Take passage now to a widely different realm and note the permutative effect wrought when insects supplant the winds at the business of fertilizing flowers. Nectar secreted near the pollen of a plant attracts flies and moths brushed by this pollen; they sail away to other flowers and tie a marriage knot with an effectiveness impossible to the aimless air. The consequence is that simply through such woolliness of vesture as enables them to catch dust on their clothes, insects of narrowest intelligence are unknowingly the painters, sculptors, and perfumers of unnumbered varieties of blossoms. And indefinitely prior to either flower or reptile was the day when the earth, a fiery cloud, had come to the critical point, in its gradual loss of heat, where atom stood almost within the attractive range of atom, when the latent combinability of matter we call chemical was ready to be born. Was not the releasing touch of cold a permutator of highest degree? It made every other possible, it forged the first link in the chain of forces, vital, mental, moral, in the life of earth and man.

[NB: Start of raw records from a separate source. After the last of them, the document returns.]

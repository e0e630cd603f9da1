//! HTTP sink against a one-shot loopback server: method, body, status codes,
//! and transport failures.

use std::io::{Read, Write};
use std::net::TcpListener;
use std::thread::JoinHandle;
use std::time::Duration;

use consent_core::{ConsentStatus, ConsentTransmission};
use consent_sync::{ConsentSink, HttpSink};

struct Recorded {
    request_line: String,
    body: String,
}

/// Accept one connection, capture the request, answer with `status`.
fn serve_once(status: u16) -> (String, JoinHandle<Recorded>) {
    let listener = TcpListener::bind("127.0.0.1:0").expect("bind");
    let url = format!("http://{}/consent", listener.local_addr().unwrap());

    let handle = std::thread::spawn(move || {
        let (mut stream, _) = listener.accept().expect("accept");
        stream
            .set_read_timeout(Some(Duration::from_secs(5)))
            .unwrap();

        let mut buf = Vec::new();
        let mut chunk = [0u8; 1024];
        let header_end = loop {
            let n = stream.read(&mut chunk).expect("read");
            assert!(n > 0, "client closed before sending headers");
            buf.extend_from_slice(&chunk[..n]);
            if let Some(pos) = buf.windows(4).position(|w| w == b"\r\n\r\n") {
                break pos + 4;
            }
        };

        let head = String::from_utf8_lossy(&buf[..header_end]).to_string();
        let content_length = head
            .lines()
            .filter_map(|l| l.split_once(':'))
            .find(|(k, _)| k.trim().eq_ignore_ascii_case("content-length"))
            .map(|(_, v)| v.trim().parse::<usize>().expect("content-length"))
            .unwrap_or(0);
        while buf.len() < header_end + content_length {
            let n = stream.read(&mut chunk).expect("read body");
            assert!(n > 0, "client closed mid-body");
            buf.extend_from_slice(&chunk[..n]);
        }

        let reason = if status < 400 { "OK" } else { "Error" };
        write!(
            stream,
            "HTTP/1.1 {status} {reason}\r\nContent-Length: 0\r\nConnection: close\r\n\r\n"
        )
        .expect("respond");

        Recorded {
            request_line: head.lines().next().unwrap_or_default().to_string(),
            body: String::from_utf8_lossy(&buf[header_end..header_end + content_length])
                .to_string(),
        }
    });

    (url, handle)
}

fn payload() -> ConsentTransmission {
    ConsentTransmission::new(ConsentStatus::Accepted, "test", 1000).unwrap()
}

#[tokio::test]
async fn posts_json_body() {
    let (url, server) = serve_once(204);
    let response = HttpSink::new(url, Duration::from_secs(5))
        .submit(&payload())
        .await
        .expect("submit");
    let recorded = server.join().unwrap();

    assert!(response.succeeded());
    assert_eq!(response.status_code, 204);
    assert!(
        recorded.request_line.starts_with("POST /consent "),
        "got: {}",
        recorded.request_line
    );
    assert_eq!(
        recorded.body,
        r#"{"status":"accept","device_id":"test","date":"1970-01-01T00:00:01Z"}"#
    );
}

#[tokio::test]
async fn error_status_is_a_response_not_a_transport_failure() {
    let (url, server) = serve_once(400);
    let response = HttpSink::new(url, Duration::from_secs(5))
        .submit(&payload())
        .await
        .expect("submit");
    server.join().unwrap();

    assert_eq!(response.status_code, 400);
    assert!(!response.succeeded());
}

#[tokio::test]
async fn refused_connection_is_a_transport_failure() {
    let url = {
        let listener = TcpListener::bind("127.0.0.1:0").expect("bind");
        format!("http://{}/consent", listener.local_addr().unwrap())
    };
    let err = HttpSink::new(url, Duration::from_secs(2))
        .submit(&payload())
        .await
        .unwrap_err();
    assert!(!err.to_string().is_empty());
}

What is here indicated in outline was suggested by the writer in the Popular Science Monthly for June, 1876. He has since gathered from men of mark in diverse walks of science data from which inferences such as those here set forth may be deduced in ample detail. These data he expects in due time to offer to the public, together with consideration of the facts which mask or qualify the permutative principle in evolution—a principle which accounts for the leaps of progress, human and general, for the accelerations of that progress, and for there being chapters missing in its story.

  1. Permutations of two elements, 1 and 2, are (1 x 2) two: 1,2; 2, 1; or a, b; b, a. Of three elements the permutations are (1x2x3) six: 1, 2, 3; 1, 3, 2; 2, 1, 3; 2, 3, 1; 3, 1, 2; 3, 2, 1; or a, b, c; a, c, b; b, a, c; b, c, a; c, a, b; c, b, a. Of four elements the permutations are (1x2x3x4) twenty-four; of five elements, one hundred and twenty, and so on. A new element or permutator multiplies by an increasing figure all the permutations it finds.
  2. Proceedings of the American Association for the Advancement of Science, Buffalo, 1886, p. 315.